However, `ember-fetch` grabs the `protocol` and `host` info from fastboot request after the `instance-initializes`.
This allows you to make a relative URL request unless the app is not initialized, e.g. `initializers` and `app.js`.
#### top-level addon
For addon authors, if the addon supports Fastboot mode, `ember-fetch` should also be listed as a [peer dependency](https://docs.npmjs.com/files/package.json#peerdependencies).
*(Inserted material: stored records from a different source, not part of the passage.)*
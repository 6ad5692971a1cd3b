//! Trip duration and free-text duration parsing.

use once_cell::sync::Lazy;
use regex_lite::Regex;
use serde::{Deserialize, Serialize};

/// Length of the trip, which the traveler may leave open.
#[derive(Debug, Clone, Copy, Serialize, Deserialize, PartialEq, Eq, Default)]
#[serde(rename_all = "snake_case")]
pub enum TripDuration {
    Days(u32),
    #[default]
    Undecided,
}

// "2 nights 3 days" / "2泊3日": the day count wins.
static NIGHTS_DAYS: Lazy<Regex> = Lazy::new(|| {
    Regex::new(r"(?i)(\d+)\s*(?:nights?|泊)\s*,?\s*(\d+)\s*(?:days?|日)").expect("valid regex")
});

// "3 days" / "3日間"
static DAYS: Lazy<Regex> =
    Lazy::new(|| Regex::new(r"(?i)(\d+)\s*(?:days?|日間)").expect("valid regex"));

impl TripDuration {
    /// Parse a free-text duration. Anything unrecognized is `Undecided`.
    pub fn parse(text: &str) -> Self {
        if let Some(caps) = NIGHTS_DAYS.captures(text) {
            if let Ok(days) = caps[2].parse::<u32>() {
                return Self::from_days(days);
            }
        }
        if let Some(caps) = DAYS.captures(text) {
            if let Ok(days) = caps[1].parse::<u32>() {
                return Self::from_days(days);
            }
        }
        TripDuration::Undecided
    }

    fn from_days(days: u32) -> Self {
        if days == 0 {
            TripDuration::Undecided
        } else {
            TripDuration::Days(days)
        }
    }

    /// Number of days, or 0 when undecided.
    pub fn days(&self) -> u32 {
        match self {
            TripDuration::Days(n) => *n,
            TripDuration::Undecided => 0,
        }
    }

    pub fn is_decided(&self) -> bool {
        self.days() > 0
    }
}

#[cfg(test)]
mod tests {
    use super::*;

    #[test]
    fn test_parse_days() {
        assert_eq!(TripDuration::parse("3 days"), TripDuration::Days(3));
        assert_eq!(TripDuration::parse("1 day"), TripDuration::Days(1));
        assert_eq!(TripDuration::parse("3日間"), TripDuration::Days(3));
    }

    #[test]
    fn test_parse_nights_and_days() {
        assert_eq!(TripDuration::parse("2 nights 3 days"), TripDuration::Days(3));
        assert_eq!(TripDuration::parse("4 Nights, 5 Days"), TripDuration::Days(5));
        assert_eq!(TripDuration::parse("2泊3日"), TripDuration::Days(3));
    }

    #[test]
    fn test_parse_unrecognized_is_undecided() {
        assert_eq!(TripDuration::parse("sometime in June"), TripDuration::Undecided);
        assert_eq!(TripDuration::parse(""), TripDuration::Undecided);
        assert_eq!(TripDuration::parse("0 days"), TripDuration::Undecided);
    }

    #[test]
    fn test_days_and_serde() {
        assert_eq!(TripDuration::Days(4).days(), 4);
        assert_eq!(TripDuration::Undecided.days(), 0);
        assert!(!TripDuration::Undecided.is_decided());

        let json = serde_json::to_string(&TripDuration::Undecided).unwrap();
        assert_eq!(json, "\"undecided\"");
        let parsed: TripDuration = serde_json::from_str(r#"{"days":7}"#).unwrap();
        assert_eq!(parsed, TripDuration::Days(7));
    }
}
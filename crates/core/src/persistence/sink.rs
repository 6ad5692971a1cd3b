//! Persistence sink with a local fallback.

use std::sync::Arc;

use async_trait::async_trait;
use chrono::Utc;
use tracing::{info, warn};

use super::{PersistReceipt, PersistenceError, PersistenceSink, PlanStore, StoredPlan};
use crate::generation::Caller;
use crate::trip::{Itinerary, TripPreferences};

/// Saves authenticated callers' plans durably and everyone else's locally.
///
/// When the durable save fails the plan is saved locally instead, so a
/// finished itinerary is never lost because of a storage outage.
pub struct FallbackSink {
    durable: Arc<dyn PlanStore>,
    local: Arc<dyn PlanStore>,
}

impl FallbackSink {
    pub fn new(durable: Arc<dyn PlanStore>, local: Arc<dyn PlanStore>) -> Self {
        Self { durable, local }
    }

    /// Find a plan by reference, checking durable storage first.
    pub fn lookup(&self, reference: &str) -> Result<Option<StoredPlan>, PersistenceError> {
        if let Some(plan) = self.durable.get(reference)? {
            return Ok(Some(plan));
        }
        self.local.get(reference)
    }

    fn save_to(
        store: &dyn PlanStore,
        owner: Option<&str>,
        preferences: &TripPreferences,
        itinerary: &Itinerary,
    ) -> Result<PersistReceipt, PersistenceError> {
        let plan = store.save(owner, preferences, itinerary)?;
        Ok(PersistReceipt {
            reference: plan.share_code,
            kind: store.kind(),
            saved_at: Utc::now(),
        })
    }
}

#[async_trait]
impl PersistenceSink for FallbackSink {
    async fn persist(
        &self,
        preferences: &TripPreferences,
        itinerary: &Itinerary,
        caller: &Caller,
    ) -> Result<PersistReceipt, PersistenceError> {
        let Some(user_id) = caller.user_id.as_deref() else {
            return Self::save_to(self.local.as_ref(), None, preferences, itinerary);
        };

        match Self::save_to(self.durable.as_ref(), Some(user_id), preferences, itinerary) {
            Ok(receipt) => Ok(receipt),
            Err(durable) => {
                warn!(
                    "Durable save of itinerary {} failed, falling back to local: {}",
                    itinerary.id, durable
                );
                match Self::save_to(self.local.as_ref(), Some(user_id), preferences, itinerary) {
                    Ok(receipt) => {
                        info!(
                            "Itinerary {} saved locally as {}",
                            itinerary.id, receipt.reference
                        );
                        Ok(receipt)
                    }
                    Err(local) => Err(PersistenceError::FallbackFailed {
                        durable: durable.to_string(),
                        local: local.to_string(),
                    }),
                }
            }
        }
    }
}
//! SQLite-backed durable plan store.

use std::path::Path;
use std::sync::{Mutex, MutexGuard};

use chrono::{DateTime, Utc};
use rusqlite::{params, Connection};

use super::{PersistenceError, PlanStore, StorageKind, StoredPlan};
use crate::trip::{Itinerary, TripPreferences};

/// SQLite-backed plan store. Plans are looked up by share code.
pub struct SqlitePlanStore {
    conn: Mutex<Connection>,
}

impl SqlitePlanStore {
    /// Open the store, creating the database file and tables if needed.
    pub fn new(path: &Path) -> Result<Self, PersistenceError> {
        let conn = Connection::open(path)?;
        Self::initialize_schema(&conn)?;
        Ok(Self {
            conn: Mutex::new(conn),
        })
    }

    /// Create an in-memory store (useful for testing).
    pub fn in_memory() -> Result<Self, PersistenceError> {
        let conn = Connection::open_in_memory()?;
        Self::initialize_schema(&conn)?;
        Ok(Self {
            conn: Mutex::new(conn),
        })
    }

    fn initialize_schema(conn: &Connection) -> Result<(), PersistenceError> {
        conn.execute_batch(
            r#"
            CREATE TABLE IF NOT EXISTS plans (
                id TEXT PRIMARY KEY,
                share_code TEXT NOT NULL UNIQUE,
                owner TEXT,
                destination TEXT NOT NULL,
                duration_days INTEGER NOT NULL,
                preferences TEXT NOT NULL,
                itinerary TEXT NOT NULL,
                created_at TEXT NOT NULL
            );

            CREATE INDEX IF NOT EXISTS idx_plans_owner ON plans(owner);
            CREATE INDEX IF NOT EXISTS idx_plans_created_at ON plans(created_at);
            "#,
        )?;
        Ok(())
    }

    fn conn(&self) -> Result<MutexGuard<'_, Connection>, PersistenceError> {
        self.conn
            .lock()
            .map_err(|_| PersistenceError::Database("connection lock poisoned".to_string()))
    }

    /// Number of stored plans.
    pub fn count(&self) -> Result<u64, PersistenceError> {
        let conn = self.conn()?;
        let count: i64 = conn.query_row("SELECT COUNT(*) FROM plans", [], |row| row.get(0))?;
        Ok(count as u64)
    }

    fn row_to_plan(row: &rusqlite::Row) -> rusqlite::Result<PlanRow> {
        Ok(PlanRow {
            id: row.get(0)?,
            share_code: row.get(1)?,
            owner: row.get(2)?,
            destination: row.get(3)?,
            duration_days: row.get(4)?,
            preferences: row.get(5)?,
            itinerary: row.get(6)?,
            created_at: row.get(7)?,
        })
    }
}

/// Raw row; JSON columns are decoded outside rusqlite so failures surface
/// as serialization errors.
struct PlanRow {
    id: String,
    share_code: String,
    owner: Option<String>,
    destination: String,
    duration_days: u32,
    preferences: String,
    itinerary: String,
    created_at: String,
}

impl PlanRow {
    fn into_plan(self) -> Result<StoredPlan, PersistenceError> {
        let created_at = DateTime::parse_from_rfc3339(&self.created_at)
            .map(|dt| dt.with_timezone(&Utc))
            .unwrap_or_else(|_| Utc::now());

        Ok(StoredPlan {
            id: self.id,
            share_code: self.share_code,
            owner: self.owner,
            destination: self.destination,
            duration_days: self.duration_days,
            preferences: serde_json::from_str(&self.preferences)?,
            itinerary: serde_json::from_str(&self.itinerary)?,
            created_at,
        })
    }
}

impl PlanStore for SqlitePlanStore {
    fn kind(&self) -> StorageKind {
        StorageKind::Durable
    }

    fn save(
        &self,
        owner: Option<&str>,
        preferences: &TripPreferences,
        itinerary: &Itinerary,
    ) -> Result<StoredPlan, PersistenceError> {
        let plan = StoredPlan::new(owner, preferences, itinerary);
        let preferences_json = serde_json::to_string(&plan.preferences)?;
        let itinerary_json = serde_json::to_string(&plan.itinerary)?;

        let conn = self.conn()?;
        conn.execute(
            "INSERT INTO plans (id, share_code, owner, destination, duration_days, preferences, itinerary, created_at) VALUES (?1, ?2, ?3, ?4, ?5, ?6, ?7, ?8)",
            params![
                plan.id,
                plan.share_code,
                plan.owner,
                plan.destination,
                plan.duration_days,
                preferences_json,
                itinerary_json,
                plan.created_at.to_rfc3339(),
            ],
        )?;

        Ok(plan)
    }

    fn get(&self, reference: &str) -> Result<Option<StoredPlan>, PersistenceError> {
        let conn = self.conn()?;

        let result = conn.query_row(
            "SELECT id, share_code, owner, destination, duration_days, preferences, itinerary, created_at FROM plans WHERE share_code = ?",
            params![reference],
            Self::row_to_plan,
        );

        match result {
            Ok(row) => row.into_plan().map(Some),
            Err(rusqlite::Error::QueryReturnedNoRows) => Ok(None),
            Err(e) => Err(e.into()),
        }
    }
}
This is because Fastboot only invokes top-level addon's `updateFastBootManifest` ([detail](https://github.com/ember-fastboot/ember-cli-fastboot/issues/597)), thus `ember-fetch` has to be a top-level addon installed by the host app.
### Allow native fetch
`ember-fetch` allows access to native fetch in browser through a build config flag:
```js
// ember-cli-build.js
let app = new EmberAddon(defaults, {
// Add options here
'ember-fetch': {
preferNative: true
}
});
```
If set to `true`, the fetch polyfill will be skipped if native `fetch` is available,
otherwise the polyfilled `fetch` will be installed during the first pass of the vendor js file.
If set to `false`, the polyfilled `fetch` will replace native `fetch` be there or not.
If all your [browser targets](https://guides.emberjs.com/release/configuring-ember/build-targets/) support native `fetch`, and `preferNative: true`, the polyfill will not be included in the output build. If, for some reason, you still need the polyfill to be included in the bundle, you can set `alwaysIncludePolyfill: true`.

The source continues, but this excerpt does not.